*Excerpted data*:
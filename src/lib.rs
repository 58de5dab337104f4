#![warn(missing_docs, clippy::all, clippy::pedantic)]
#![allow(
    clippy::needless_return,
    clippy::missing_docs_in_private_items,
    clippy::missing_errors_doc,
    clippy::float_cmp
)]

//! Formulator, a crate for evaluating formulas typed by a human.
//!
//! A formula is an infix arithmetic expression with named variables. The
//! easiest way to use this crate is with the [`evaluate`](fn.evaluate.html)
//! function:
//!
//! ```
//! use formulator::VariableMap;
//! assert_eq!(formulator::evaluate("3 + 5 * 2", &VariableMap::new()), Ok(13.0));
//! ```
//!
//! The second argument to `evaluate` is a [`VariableMap`](type.VariableMap.html)
//! giving values to the variables. Variables without a value are `0`:
//!
//! ```
//! use formulator::VariableMap;
//!
//! let mut variables = VariableMap::new();
//! variables.insert("a".into(), 3.5);
//! assert_eq!(formulator::evaluate("2 * a", &variables), Ok(7.0));
//! assert_eq!(formulator::evaluate("2 * b + 1", &variables), Ok(1.0));
//! ```
//!
//! # Language definition
//!
//! A formula can contain the following elements:
//!
//! - number literals: `12`, `3.5`, `4.`. A literal must start with a digit,
//!   and there is no sign or exponent part;
//! - left and right parenthesis;
//! - binary operators: `+`, `-`, `*`, `/` and `^` for exponentiation. All of
//!   them are left associative, so `2 ^ 3 ^ 2` is `64`;
//! - variables, made of ASCII letters only: `x`, `rate`, `Total`;
//! - the functions `sin`, `cos`, `tan` (in radians) and `log` (natural
//!   logarithm). A function name is only a function when directly followed
//!   by `(`, otherwise it is a variable.
//!
//! Other characters are ignored by default, see [`Options`](struct.Options.html)
//! to reject them instead. There is no unary minus, and no implicit
//! multiplication: `2x` must be written `2 * x`.
//!
//! # Technical details
//!
//! Evaluation is a straight pipeline, and every stage is exposed:
//!
//! 1. [`substitute`](fn.substitute.html) replaces the variables by the text of
//!    their values;
//! 2. [`tokenize`](fn.tokenize.html) splits the text into
//!    [`Token`](enum.Token.html)s;
//! 3. [`to_postfix`](fn.to_postfix.html) reorders them in reverse polish
//!    notation, with a Shunting-Yard algorithm;
//! 4. [`evaluate_postfix`](fn.evaluate_postfix.html) computes the result on an
//!    operand stack.
//!
//! ```
//! use formulator::{evaluate_postfix, substitute, to_postfix, tokenize};
//! use formulator::{Assoc, LexMode, VariableMap};
//!
//! let mut variables = VariableMap::new();
//! variables.insert("x".into(), 4.0);
//!
//! let text = substitute("(x + 1) * x", &variables);
//! let tokens = tokenize(&text, LexMode::Tolerant).unwrap();
//! let postfix = to_postfix(tokens, Assoc::Left);
//! assert_eq!(evaluate_postfix(&postfix), Ok(20.0));
//! ```
//!
//! Nothing is cached between calls. A [`Session`](struct.Session.html) keeps
//! the state of an interactive editor around the evaluator.

#[macro_use]
extern crate lazy_static;

mod error;
mod eval;
mod expr;
mod lexer;
mod options;
mod parser;
mod session;
mod substitute;
mod token;
mod util;

pub use error::{EvalError, SessionError, StoreError};
pub use eval::evaluate_postfix;
pub use expr::{evaluate, Calculator};
pub use lexer::{tokenize, Lexer};
pub use options::{LexMode, Options};
pub use parser::to_postfix;
pub use session::{FileStore, FormulaStore, MemoryStore, Session, SAVED_FORMULA_KEY};
pub use substitute::{missing_variables, substitute, variables, VariableMap};
pub use token::{Assoc, Function, Op, Token};
pub use util::FUNCTIONS;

*Task prompt*: Copy task for the entries above: every line with the string "substitute".

*Solution for this task*:
//! 1. [`substitute`](fn.substitute.html) replaces the variables by the text of
//! use formulator::{evaluate_postfix, substitute, to_postfix, tokenize};
//! let text = substitute("(x + 1) * x", &variables);
mod substitute;
pub use substitute::{missing_variables, substitute, variables, VariableMap};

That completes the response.